The human body and mind were designed to manage stress. When we go to the gym or take a yoga class, we’re putting physical stress on our body which helps activate the muscle systems, manage hormone production, strengthens our immune system and much more. When we approach a challenging problem at work, we put stress on our brain, which helps us learn and become better at problem-solving. Many of today’s increasing health issues are actually due to people not exposing themselves to enough of the right types of stress, both physically and mentally.
On the other hand, too much stress or chronic stress can also cause a lot of physical and mental health issues. It can be easy to overcommit to obligations and responsibilities across work, community and family and not realize it until you’re in a state of complete burnout. I have a terrible track record of over-committing in my life. I’m overly optimistic about how much time or energy things will take, and get excited about opportunities to learn and accomplish new things which leads me to say yes far too often. So over the last few years, I’ve developed a concept I call “Stress Stack Scoring” as a way to evaluate my current and future stress load in order to make smart choices about what I commit to. In this article, I’ll explain how Stress Stack Scoring works so that you can evaluate your own Stress Stack and, if necessary, find a better sense of balance in your life.

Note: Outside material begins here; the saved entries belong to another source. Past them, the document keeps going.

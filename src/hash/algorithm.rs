//! Catalogue of the digest algorithms the crate can display.

use std::fmt::{self, Display, Formatter};
use std::str::FromStr;

use crate::encoding::TextEncoding;
use crate::hash::md5::core::md5;
use crate::hash::sha256::core::sha256;

/// A supported digest algorithm.
#[derive(Copy, Clone, Debug, PartialEq, Eq, Hash)]
pub enum Algorithm {
    Md5,
    Sha256,
}

/// Error returned when an algorithm name is not recognized.
#[derive(Debug, Clone, PartialEq, Eq)]
pub enum ParseAlgorithmError {
    /// The name matches no supported algorithm.
    Unknown(String),
}

impl Algorithm {
    /// Every supported algorithm, weakest first.
    pub const ALL: [Algorithm; 2] = [Algorithm::Md5, Algorithm::Sha256];

    /// Display name, e.g. `SHA-256`.
    pub const fn name(self) -> &'static str {
        match self {
            Algorithm::Md5 => "MD5",
            Algorithm::Sha256 => "SHA-256",
        }
    }

    pub const fn output_bits(self) -> usize {
        match self {
            Algorithm::Md5 => 128,
            Algorithm::Sha256 => 256,
        }
    }

    /// Length of the hexadecimal digest.
    pub const fn hex_len(self) -> usize {
        self.output_bits() / 4
    }

    /// Whether the algorithm is still considered collision resistant.
    pub const fn is_secure(self) -> bool {
        match self {
            Algorithm::Md5 => false,
            Algorithm::Sha256 => true,
        }
    }

    /// Encoding applied to text before hashing.
    pub const fn default_encoding(self) -> TextEncoding {
        match self {
            Algorithm::Md5 => TextEncoding::LowByte,
            Algorithm::Sha256 => TextEncoding::Utf8,
        }
    }

    /// Hashes raw bytes and returns the lowercase hex digest.
    pub fn digest_bytes(self, bytes: &[u8]) -> String {
        match self {
            Algorithm::Md5 => md5(bytes).to_hex(),
            Algorithm::Sha256 => sha256(bytes).to_hex(),
        }
    }

    /// Hashes text with the algorithm's default encoding.
    pub fn digest_text(self, message: &str) -> String {
        self.digest_bytes(&self.default_encoding().encode_str(message))
    }

    /// Hashes UTF-16 code units with the algorithm's default encoding.
    pub fn digest_utf16(self, units: &[u16]) -> String {
        self.digest_bytes(&self.default_encoding().encode_utf16(units))
    }
}

impl Display for Algorithm {
    fn fmt(&self, f: &mut Formatter<'_>) -> fmt::Result {
        f.write_str(self.name())
    }
}

impl FromStr for Algorithm {
    type Err = ParseAlgorithmError;

    /// Accepts `md5`, `sha256` and `sha-256`, ignoring case.
    fn from_str(s: &str) -> Result<Self, Self::Err> {
        match s.trim().to_ascii_lowercase().as_str() {
            "md5" => Ok(Algorithm::Md5),
            "sha256" | "sha-256" => Ok(Algorithm::Sha256),
            _ => Err(ParseAlgorithmError::Unknown(s.to_string())),
        }
    }
}

impl Display for ParseAlgorithmError {
    fn fmt(&self, f: &mut Formatter<'_>) -> fmt::Result {
        match self {
            ParseAlgorithmError::Unknown(name) => write!(f, "unknown hash algorithm: {:?}", name),
        }
    }
}

impl std::error::Error for ParseAlgorithmError {}
//! Merkle–Damgård padding shared by MD5 and SHA-256.
//!
//! Both algorithms pad the same way: a single `0x80` byte, zeros up to
//! 56 mod 64, then an 8-byte length field. They only disagree on the byte
//! order of that field.
//!
//! The length field carries 32 significant bits. Messages of 2³² bits
//! (512 MiB) or more are hashed with a truncated length and do not match
//! standard digests; interactive text never gets close.

/// Size of one compression block in bytes.
pub const BLOCK_LEN: usize = 64;

/// Offset of the length field inside the final block.
const LENGTH_OFFSET: usize = 56;

/// Byte order of the trailing length field.
#[derive(Copy, Clone, Debug, PartialEq, Eq)]
pub enum LengthOrder {
    /// SHA-256: low 32 bits in the last four bytes, big-endian.
    BigEndian,
    /// MD5: low 32 bits in the first four bytes, little-endian.
    LittleEndian,
}

/// Pads `bytes` to a multiple of [`BLOCK_LEN`].
///
/// `bit_len` is the length of the message before padding, in bits.
pub fn pad(mut bytes: Vec<u8>, bit_len: u64, order: LengthOrder) -> Vec<u8> {
    bytes.push(0x80);

    let zeros = (BLOCK_LEN + LENGTH_OFFSET - bytes.len() % BLOCK_LEN) % BLOCK_LEN;
    bytes.resize(bytes.len() + zeros, 0);

    let truncated = bit_len as u32;
    let mut field = [0u8; 8];

    match order {
        LengthOrder::BigEndian => field[4..].copy_from_slice(&truncated.to_be_bytes()),
        LengthOrder::LittleEndian => field[..4].copy_from_slice(&truncated.to_le_bytes()),
    }

    bytes.extend_from_slice(&field);
    bytes
}

/// Iterates over the 64-byte blocks of a padded message.
///
/// A trailing partial block is ignored; padded input never has one.
pub fn blocks(padded: &[u8]) -> impl Iterator<Item = &[u8; BLOCK_LEN]> {
    padded
        .chunks_exact(BLOCK_LEN)
        .filter_map(|chunk| <&[u8; BLOCK_LEN]>::try_from(chunk).ok())
}
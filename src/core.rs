//! Shared data contract between the per-category tables and the generic
//! FSPEC/dispatch engine. Mirrors the "static descriptor consumed by a
//! generic interpreter" split the codec module uses, but item shape is
//! carried as a closed tagged variant instead of a side table of function
//! pointers, per the one-descriptor-per-item contract each category needs.
use crate::domain::DomainRecord;
use crate::error::DecodeError;

/// Maximum number of bits inline fixed-capacity arrays will hold before
/// reporting truncation instead of reallocating (there is no allocator
/// assumption here; capacity is a plain array).
pub const DEFAULT_CAP: usize = 16;

/// Fixed-capacity inline array with a running length, used for repetitive
/// wire structures (BDS register lists, WEC vector lists, …). Exceeding
/// `N` truncates and sets `truncated`, it never grows.
#[derive(Debug, Clone)]
pub struct Capped<T, const N: usize> {
    items: [Option<T>; N],
    len: usize,
    pub truncated: bool,
}

impl<T: Copy, const N: usize> Default for Capped<T, N> {
    fn default() -> Self {
        Self {
            items: [None; N],
            len: 0,
            truncated: false,
        }
    }
}

#[cfg(feature = "serde")]
impl<T: Copy + serde::Serialize, const N: usize> serde::Serialize for Capped<T, N> {
    fn serialize<S>(&self, serializer: S) -> Result<S::Ok, S::Error>
    where
        S: serde::Serializer,
    {
        use serde::ser::SerializeSeq;
        let mut seq = serializer.serialize_seq(Some(self.len))?;
        for item in self.iter() {
            seq.serialize_element(item)?;
        }
        seq.end()
    }
}

#[cfg(feature = "serde")]
impl<'de, T: Copy + serde::Deserialize<'de>, const N: usize> serde::Deserialize<'de>
    for Capped<T, N>
{
    fn deserialize<D>(deserializer: D) -> Result<Self, D::Error>
    where
        D: serde::Deserializer<'de>,
    {
        let items: Vec<T> = <Vec<T> as serde::Deserialize>::deserialize(deserializer)?;
        let mut out = Capped::<T, N>::default();
        for item in items.into_iter() {
            out.push(item);
        }
        Ok(out)
    }
}

impl<T: Copy, const N: usize> Capped<T, N> {
    pub fn push(&mut self, value: T) {
        if self.len < N {
            self.items[self.len] = Some(value);
            self.len += 1;
        } else {
            self.truncated = true;
        }
    }

    pub fn as_slice(&self) -> &[Option<T>] {
        &self.items[..self.len]
    }

    pub fn len(&self) -> usize {
        self.len
    }

    pub fn is_empty(&self) -> bool {
        self.len == 0
    }

    pub fn iter(&self) -> impl Iterator<Item = &T> {
        self.items[..self.len].iter().filter_map(|o| o.as_ref())
    }
}

/// Tri-state wire flag: a quality/validity bit that the wire distinguishes
/// from plain absence. Reducing this to `bool` would collapse `False` and
/// `Undefined`, which spec invariants forbid.
#[derive(Debug, Clone, Copy, PartialEq, Eq, Default)]
#[cfg_attr(feature = "serde", derive(serde::Serialize, serde::Deserialize))]
pub enum Tres {
    #[default]
    Undefined,
    False,
    True,
}

impl Tres {
    pub fn from_bit(bit: bool) -> Self {
        if bit {
            Tres::True
        } else {
            Tres::False
        }
    }

    pub fn is_true(self) -> bool {
        matches!(self, Tres::True)
    }
}

/// A value alongside the tri-state quality bit that qualifies it on the wire.
#[derive(Debug, Clone, Copy, PartialEq, Default)]
#[cfg_attr(feature = "serde", derive(serde::Serialize, serde::Deserialize))]
pub struct Qualified<T> {
    pub quality: Tres,
    pub value: T,
}

impl<T> Qualified<T> {
    pub fn new(quality: Tres, value: T) -> Self {
        Self { quality, value }
    }
}

/// A pre-sliced buffer of exactly the item's computed length.
pub type ExtractFn = fn(&[u8], &mut DomainRecord) -> Result<(), DecodeError>;

/// A reader that owns its own cursor into `buffer`, starting at `*pos`;
/// used by shapes whose length is not knowable before parsing begins.
pub type ReadFn = fn(&[u8], &mut usize, &mut DomainRecord) -> Result<(), DecodeError>;

/// Shape of one ASTERIX data item: fixed length, FX-chained variable,
/// REP-prefixed repetitive, or a self-cursoring compound/immediate reader.
/// Exactly one of `extract`/`read` is reachable per variant — the type
/// system enforces it instead of a descriptor carrying two optional
/// function pointers.
#[derive(Clone, Copy)]
pub enum Shape {
    Fixed { len: u16, extract: ExtractFn },
    Variable { extract: ExtractFn },
    Repetitive {
        sub_len: u16,
        extract: ExtractFn,
        /// Whether `REP == 0` is a valid (empty) repetition for this item.
        rep0_allowed: bool,
    },
    Compound { read: ReadFn },
    Immediate { read: ReadFn },
}

/// Static shape of one ASTERIX item within one category/version.
#[derive(Clone, Copy)]
pub struct ItemDescriptor {
    pub category: u8,
    pub item_no: &'static str,
    pub shape: Shape,
}

/// Sentinel FRN roles that always use the `Immediate` shape.
pub const REF_INDICATOR: &str = "REF";
pub const SPF_INDICATOR: &str = "SPF";

/// Ordered FRN → item-descriptor mapping for one category/version.
/// Slot 0 is unused; FRNs are 1-based, matching the wire's FSPEC bit order.
pub struct Uap {
    pub max_frn: usize,
    pub max_fspec_len: usize,
    slots: [Option<&'static ItemDescriptor>; Uap::CAPACITY + 1],
}

impl Uap {
    /// Upper bound on FRNs across all implemented categories; individual
    /// UAPs set `max_frn` below this to their own category's value.
    pub const CAPACITY: usize = 40;

    pub const fn empty(max_frn: usize, max_fspec_len: usize) -> Self {
        Self {
            max_frn,
            max_fspec_len,
            slots: [None; Self::CAPACITY + 1],
        }
    }

    pub const fn with_slot(mut self, frn: usize, desc: &'static ItemDescriptor) -> Self {
        self.slots[frn] = Some(desc);
        self
    }

    pub fn slot(&self, frn: usize) -> Option<&'static ItemDescriptor> {
        if frn == 0 || frn > self.max_frn {
            None
        } else {
            self.slots[frn]
        }
    }
}

/// An all-clear FSPEC (no FRN bits set in its first octet, FX clear) is
/// standardized across categories to mean "skip this record" rather than
/// "decode it into an all-`None` record".
pub fn is_empty_fspec(buf: &[u8]) -> bool {
    buf.first().copied().unwrap_or(0) & 0xFE == 0
}
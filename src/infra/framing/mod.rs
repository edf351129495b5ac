//! DataBlock framing: the 3-octet `CAT | LEN_HI | LEN_LO`
//! header and the record loop over its payload. Grounded on the Fast
//! Packet reassembly session shape (`do_frame.cpp`/`do_netto.cpp`): both
//! walk a length-prefixed stream of frames/records one at a time, handing
//! each complete unit to a callback rather than collecting them.
use crate::error::DecodeError;

/// One ASTERIX data block: its category and the record-loop payload that
/// follows the 3-octet header.
#[derive(Debug, Clone, Copy)]
pub struct DataBlock<'a> {
    pub category: u8,
    pub payload: &'a [u8],
}

/// Parse the next `DataBlock` off `input`, returning it and the remaining
/// unconsumed bytes. `LEN` (two octets, big-endian) counts the whole block
/// including its own 3-octet header.
pub fn next_data_block(input: &[u8]) -> Result<(DataBlock<'_>, &[u8]), DecodeError> {
    let &[cat, len_hi, len_lo, ref rest @ ..] = input else {
        return Err(DecodeError::BlockTooShort {
            cat: input.first().copied().unwrap_or(0),
            len: input.len() as u16,
        });
    };
    let len = crate::infra::codec::bits::make_u16(len_hi, len_lo) as usize;
    if len < 3 {
        return Err(DecodeError::BlockTooShort {
            cat,
            len: len as u16,
        });
    }
    let payload_len = len - 3;
    if rest.len() < payload_len {
        return Err(DecodeError::ItemOverrun {
            cat,
            offset: 3,
            payload_len: rest.len(),
        });
    }
    let (payload, remainder) = rest.split_at(payload_len);
    Ok((DataBlock { category: cat, payload }, remainder))
}

/// Walk every `DataBlock` in `input` in order, calling `on_block` for each.
/// Stops at the first error unless the caller's `on_block` swallows it; an
/// empty tail after the last well-formed block is not an error, since
/// trailing alignment padding is tolerated only when it is itself empty.
pub fn for_each_data_block<'a>(
    mut input: &'a [u8],
    mut on_block: impl FnMut(DataBlock<'a>) -> Result<(), DecodeError>,
) -> Result<(), DecodeError> {
    while !input.is_empty() {
        let (block, rest) = next_data_block(input)?;
        on_block(block)?;
        input = rest;
    }
    Ok(())
}

/// Walk the length-implicit records inside one data block's payload.
/// Unlike the outer data block, individual records carry no length prefix
/// of their own: `record_len` must be derived from the record's own FSPEC
/// plus its items as it is decoded, so this hands the whole remaining
/// payload to `on_record` and trusts it to report how much it consumed.
pub fn for_each_record<'a>(
    mut payload: &'a [u8],
    mut on_record: impl FnMut(&'a [u8]) -> Result<usize, DecodeError>,
) -> Result<(), DecodeError> {
    while !payload.is_empty() {
        let consumed = on_record(payload)?;
        if consumed == 0 || consumed > payload.len() {
            return Err(DecodeError::ItemOverrun {
                cat: 0,
                offset: 0,
                payload_len: payload.len(),
            });
        }
        payload = &payload[consumed..];
    }
    Ok(())
}

#[cfg(test)]
#[path = "tests.rs"]
mod tests;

The first thing to understand is that even activities you look forward to can add stress to your life or take energy that you might otherwise use elsewhere. Let’s say you’re planning a friend’s surprise birthday, and that is something you enjoy doing. It still takes hours of your evenings and lots of email, phone calls and chat communications to get everything confirmed, plus there are likely a few loose ends that will cause you stress as the event approaches. That doesn’t mean you don’t love doing it, it just means it is one of the things you’re currently working on that is taking time and energy. If you’re someone who gets really nervous about planning events or wanting to impress your friend, it might actually be highly stressful!
What this evaluation is meant to measure is everything you have going on in your life for a specific period of time, and how much time, energy or stress that activity will involve, or combination of the three. For instance, prepping for mid-term exams is likely an activity that would score fairly high on all three scales. So, whether you categorize an activity “fun” or “not fun”, or “bad” or “good” is irrelevant. Everything you take on or are simply dealing with in your life at any given time comes with some commitment of time, energy or stress. You must consider the total measure of your Stress Stack when making decisions about when to say yes and when to politely decline in order to make sure you stay healthy and balanced.
Take a piece of paper and draw a vertical and horizontal line to break it into four quadrants. Label the four quadrants to match the example below. You can download a blank PDF worksheet here (print it or save it and open on your computer to edit digitally).
In each of these quadrants, write down all the activities, or things that are happening in your life as of today and over the next 30 days. If you plan your life further in advance, you could do this for a 60 or 90 day period as well, it’s really up to you.
You can see from the above items, they won’t all be activities, some like the “bad knee” example, are simply things you’re managing at the time. Some might be sad or seriously stressful, like a friend being sick, others might just require your time and energy and be something you’re looking forward to, like your brother’s wedding.
Take your time to think about everything you should have on your list and fill it in. It might be good to take a first attempt and then leave it for a few hours before coming back to complete it.
As you’re adding items to your list, you are also going to give it a rating from 1-5, which is how high or low on the time/energy/stress scale the item is for you. This is based on your own perception, but make sure you take into account any bias you have to underestimate or overestimate the impact of activities and events in your life. For instance, if you’re a more ambitious, “A-type” personality, you’re likely to bias towards underestimating.
I should note that physical issues like chronic pain can have a big impact on your ability to perform cognitively and emotionally. Even something like low-grade back pain can have a dramatic impact on your personal wellbeing and cause a lot of stress on the body. Think about anything physical you’re encountering and make sure you include it in the Emotional/Physical/Financial quadrant.
Once you complete your Stress Stack Score, use the chart below to see where you fall.
This can be an eye-opening exercise, and can sometimes present uncomfortable results. What’s important if you scored in the upper two ranges of the Stress Stack Index is to consider how you can mitigate your commitment levels in the future. If you’re in Peak Limit, perhaps it’s finding a vacation time in the next couple of months, book some relaxing activities throughout or plan on reducing your list by one or two items in the next period. If you’re in the High Risk category, it might be wise to immediately look at what you can remove from your list in order to find better balance.
Everyone is different and can tolerate stress at different levels. Ultimately it’s about observing and adjusting as necessary over time to find the right balance for you. Repeat the exercise in regular intervals, and keep previous versions to see your trends over time. If you did the exercise with a 60-day outlook, repeat every 60 days. If someone asks you to participate in a project or activity a few months from now, you can always evaluate your Stress Stack Score for that period of time, based on what you know now. It’s a great way to quickly know when to say yes or no to new opportunities. After all, saying no to the wrong things, ensures you have time to say yes to the things that are aligned with your purpose.